A total of 2698 (70.4%) had abnormal alanine aminotransferase (ALT) at the time of admission. Other more prevalent abnormal liver chemistries were aspartate aminotransferase (AST) (44.4%), alkaline phosphatase (ALP) (16.1%), and total bilirubin (T-Bil) (5.9%). Factors associated with liver injury were older age, Asian ethnicity, other race, being overweight, and obesity. Higher ALT, AST, T-Bil, and ALP levels were more commonly associated with disease severity. Multivariable adjusted Cox regression analysis revealed that abnormal AST and T-Bil were associated with the highest mortality risk than other liver injury indicators during hospitalization. Abnormal AST, T-Bil, and ALP were associated with a need for vasopressor drugs, whereas higher levels of AST, T-Bil, and a decreased albumin levels were associated with mechanical ventilation.
Abnormal liver chemistries are common at the time of hospital admission in COVID-19 patients and can be closely related to the patient's severity and prognosis. Elevated liver chemistries, specifically ALT, AST, ALP, and T-Bil levels, can be used to stratify risk and predict the need for advanced therapies in these patients.

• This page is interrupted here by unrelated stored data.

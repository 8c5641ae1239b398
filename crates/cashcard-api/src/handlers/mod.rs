//! API Handlers
//!
//! Request handlers for all API endpoints.

pub mod cash_card;
pub mod health;

pub use cash_card::*;
pub use health::*;
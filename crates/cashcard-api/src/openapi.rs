//! OpenAPI Documentation
//!
//! OpenAPI 3.0 document for the cash card API, served by Swagger UI.

use utoipa::openapi::security::{HttpAuthScheme, HttpBuilder, SecurityScheme};
use utoipa::OpenApi;

use crate::dto;
use crate::error::ErrorResponse;
use crate::handlers;

/// Cash Card API Documentation
#[derive(OpenApi)]
#[openapi(
    info(
        title = "Cash Card API",
        description = "Owner-scoped cash card records over HTTP Basic authentication.",
        version = "1.0.0",
        license(
            name = "Apache-2.0",
            url = "https://www.apache.org/licenses/LICENSE-2.0"
        )
    ),
    servers(
        (url = "http://localhost:8080", description = "Local Development")
    ),
    paths(
        // Health
        handlers::health::health_check,
        handlers::health::readiness_check,
        // Cash cards
        handlers::cash_card::get_cash_card,
        handlers::cash_card::list_cash_cards,
        handlers::cash_card::create_cash_card,
        handlers::cash_card::update_cash_card,
        handlers::cash_card::delete_cash_card,
    ),
    components(
        schemas(
            ErrorResponse,
            dto::PaginationParams,
            dto::HealthResponse,
            dto::ReadinessResponse,
            dto::CashCardRequest,
            dto::CashCardResponse,
        )
    ),
    tags(
        (name = "Health", description = "Service health and status"),
        (name = "Cash Cards", description = "Cash card records of the authenticated owner")
    ),
    modifiers(&SecurityAddon)
)]
pub struct ApiDoc;

/// Security scheme modifier
pub struct SecurityAddon;

impl utoipa::Modify for SecurityAddon {
    fn modify(&self, openapi: &mut utoipa::openapi::OpenApi) {
        if let Some(components) = &mut openapi.components {
            components.add_security_scheme(
                "basic_auth",
                SecurityScheme::Http(HttpBuilder::new().scheme(HttpAuthScheme::Basic).build()),
            );
        }
    }
}

/// Render the OpenAPI document as pretty JSON
pub fn openapi_json() -> Result<String, serde_json::Error> {
    ApiDoc::openapi().to_pretty_json()
}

异常的肝功能检查结果在患有 2019 年冠状病毒病(COVID-19)的患者中很常见。然而,这些异常与 COVID-19 的严重程度和临床结局的关联尚不清楚。
我们旨在评估住院 COVID-19 患者中肝功能升高的发生率,并比较血清肝功能检查结果以预测严重程度和住院死亡率。
这项回顾性观察性研究纳入了在约翰霍普金斯卫生系统(马里兰州巴尔的摩市)住院的 3380 例 COVID-19 患者。收集了人口统计学数据、临床特征、实验室检查结果、治疗措施和结局数据。Cox 回归模型用于探讨与入院时肝功能异常相关的变量与疾病严重程度和预后的关系。
共有 2698 例(70.4%)患者在入院时出现异常丙氨酸氨基转移酶(ALT)。其他更常见的异常肝功能检查结果包括天门冬氨酸氨基转移酶(AST)(44.4%)、碱性磷酸酶(ALP)(16.1%)和总胆红素(T-Bil)(5.9%)。与肝损伤相关的因素包括年龄较大、亚洲种族、其他种族、超重和肥胖。更高的 ALT、AST、T-Bil 和 ALP 水平与疾病严重程度更相关。多变量调整 Cox 回归分析显示,与其他肝功能损伤指标相比,入院时异常 AST 和 T-Bil 与住院期间的最高死亡率风险相关。异常 AST、T-Bil 和 ALP 与需要血管加压药物相关,而更高的 AST、T-Bil 和白蛋白水平降低与机械通气相关。
COVID-19 患者在入院时肝功能异常很常见,且与患者的严重程度和预后密切相关。升高的肝功能检查结果,特别是 ALT、AST、ALP 和 T-Bil 水平,可用于分层风险并预测这些患者对高级治疗的需求。